Records to process:
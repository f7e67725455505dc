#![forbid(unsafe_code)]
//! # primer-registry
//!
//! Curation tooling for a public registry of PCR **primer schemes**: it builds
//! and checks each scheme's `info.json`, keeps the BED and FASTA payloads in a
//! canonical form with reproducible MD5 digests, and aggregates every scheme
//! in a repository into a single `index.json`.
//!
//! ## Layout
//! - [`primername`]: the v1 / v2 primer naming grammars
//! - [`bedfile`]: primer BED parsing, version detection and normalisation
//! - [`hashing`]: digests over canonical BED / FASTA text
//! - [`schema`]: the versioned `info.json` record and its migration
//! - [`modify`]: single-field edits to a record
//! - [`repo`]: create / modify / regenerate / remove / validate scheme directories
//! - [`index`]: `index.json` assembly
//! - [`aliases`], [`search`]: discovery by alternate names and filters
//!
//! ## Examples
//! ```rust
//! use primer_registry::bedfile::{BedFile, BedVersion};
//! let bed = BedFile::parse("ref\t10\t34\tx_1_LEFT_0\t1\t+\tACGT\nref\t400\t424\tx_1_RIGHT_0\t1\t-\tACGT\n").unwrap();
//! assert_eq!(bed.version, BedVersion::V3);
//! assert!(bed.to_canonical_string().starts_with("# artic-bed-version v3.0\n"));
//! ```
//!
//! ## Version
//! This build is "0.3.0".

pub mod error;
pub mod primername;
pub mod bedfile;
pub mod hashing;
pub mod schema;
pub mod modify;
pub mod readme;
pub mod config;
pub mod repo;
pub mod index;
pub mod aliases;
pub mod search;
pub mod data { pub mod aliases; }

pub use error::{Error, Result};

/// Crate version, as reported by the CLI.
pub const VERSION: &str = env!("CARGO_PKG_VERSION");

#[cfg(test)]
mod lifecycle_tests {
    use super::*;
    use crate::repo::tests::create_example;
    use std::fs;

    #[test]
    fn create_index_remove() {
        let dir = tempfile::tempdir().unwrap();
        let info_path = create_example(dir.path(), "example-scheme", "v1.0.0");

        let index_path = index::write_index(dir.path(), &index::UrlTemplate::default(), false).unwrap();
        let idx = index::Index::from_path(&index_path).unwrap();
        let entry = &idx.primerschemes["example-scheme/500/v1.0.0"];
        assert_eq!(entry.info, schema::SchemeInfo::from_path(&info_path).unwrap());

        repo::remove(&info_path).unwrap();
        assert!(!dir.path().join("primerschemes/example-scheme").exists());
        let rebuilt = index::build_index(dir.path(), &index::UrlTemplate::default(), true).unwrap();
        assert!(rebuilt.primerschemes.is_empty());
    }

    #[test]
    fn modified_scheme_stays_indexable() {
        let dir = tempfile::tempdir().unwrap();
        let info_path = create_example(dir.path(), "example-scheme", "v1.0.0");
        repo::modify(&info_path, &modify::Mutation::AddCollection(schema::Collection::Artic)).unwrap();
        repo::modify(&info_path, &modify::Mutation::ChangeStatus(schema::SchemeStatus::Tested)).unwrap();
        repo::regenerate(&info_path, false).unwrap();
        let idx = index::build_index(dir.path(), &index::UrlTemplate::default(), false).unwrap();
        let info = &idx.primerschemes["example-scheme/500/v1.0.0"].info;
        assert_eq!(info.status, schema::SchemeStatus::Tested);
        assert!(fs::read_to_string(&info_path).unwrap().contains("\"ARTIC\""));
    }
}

Problem:
The records above, in their entirety, need to be set down again exactly.

Task result:
repository f7e67725455505dc
#![forbid(unsafe_code)]
//! # primer-registry
//!
//! Curation tooling for a public registry of PCR **primer schemes**: it builds
//! and checks each scheme's `info.json`, keeps the BED and FASTA payloads in a
//! canonical form with reproducible MD5 digests, and aggregates every scheme
//! in a repository into a single `index.json`.
//!
//! ## Layout
//! - [`primername`]: the v1 / v2 primer naming grammars
//! - [`bedfile`]: primer BED parsing, version detection and normalisation
//! - [`hashing`]: digests over canonical BED / FASTA text
//! - [`schema`]: the versioned `info.json` record and its migration
//! - [`modify`]: single-field edits to a record
//! - [`repo`]: create / modify / regenerate / remove / validate scheme directories
//! - [`index`]: `index.json` assembly
//! - [`aliases`], [`search`]: discovery by alternate names and filters
//!
//! ## Examples
//! ```rust
//! use primer_registry::bedfile::{BedFile, BedVersion};
//! let bed = BedFile::parse("ref\t10\t34\tx_1_LEFT_0\t1\t+\tACGT\nref\t400\t424\tx_1_RIGHT_0\t1\t-\tACGT\n").unwrap();
//! assert_eq!(bed.version, BedVersion::V3);
//! assert!(bed.to_canonical_string().starts_with("# artic-bed-version v3.0\n"));
//! ```
//!
//! ## Version
//! This build is "0.3.0".

pub mod error;
pub mod primername;
pub mod bedfile;
pub mod hashing;
pub mod schema;
pub mod modify;
pub mod readme;
pub mod config;
pub mod repo;
pub mod index;
pub mod aliases;
pub mod search;
pub mod data { pub mod aliases; }

pub use error::{Error, Result};

/// Crate version, as reported by the CLI.
pub const VERSION: &str = env!("CARGO_PKG_VERSION");

#[cfg(test)]
mod lifecycle_tests {
    use super::*;
    use crate::repo::tests::create_example;
    use std::fs;

    #[test]
    fn create_index_remove() {
        let dir = tempfile::tempdir().unwrap();
        let info_path = create_example(dir.path(), "example-scheme", "v1.0.0");

        let index_path = index::write_index(dir.path(), &index::UrlTemplate::default(), false).unwrap();
        let idx = index::Index::from_path(&index_path).unwrap();
        let entry = &idx.primerschemes["example-scheme/500/v1.0.0"];
        assert_eq!(entry.info, schema::SchemeInfo::from_path(&info_path).unwrap());

        repo::remove(&info_path).unwrap();
        assert!(!dir.path().join("primerschemes/example-scheme").exists());
        let rebuilt = index::build_index(dir.path(), &index::UrlTemplate::default(), true).unwrap();
        assert!(rebuilt.primerschemes.is_empty());
    }

    #[test]
    fn modified_scheme_stays_indexable() {
        let dir = tempfile::tempdir().unwrap();
        let info_path = create_example(dir.path(), "example-scheme", "v1.0.0");
        repo::modify(&info_path, &modify::Mutation::AddCollection(schema::Collection::Artic)).unwrap();
        repo::modify(&info_path, &modify::Mutation::ChangeStatus(schema::SchemeStatus::Tested)).unwrap();
        repo::regenerate(&info_path, false).unwrap();
        let idx = index::build_index(dir.path(), &index::UrlTemplate::default(), false).unwrap();
        let info = &idx.primerschemes["example-scheme/500/v1.0.0"].info;
        assert_eq!(info.status, schema::SchemeStatus::Tested);
        assert!(fs::read_to_string(&info_path).unwrap().contains("\"ARTIC\""));
    }
}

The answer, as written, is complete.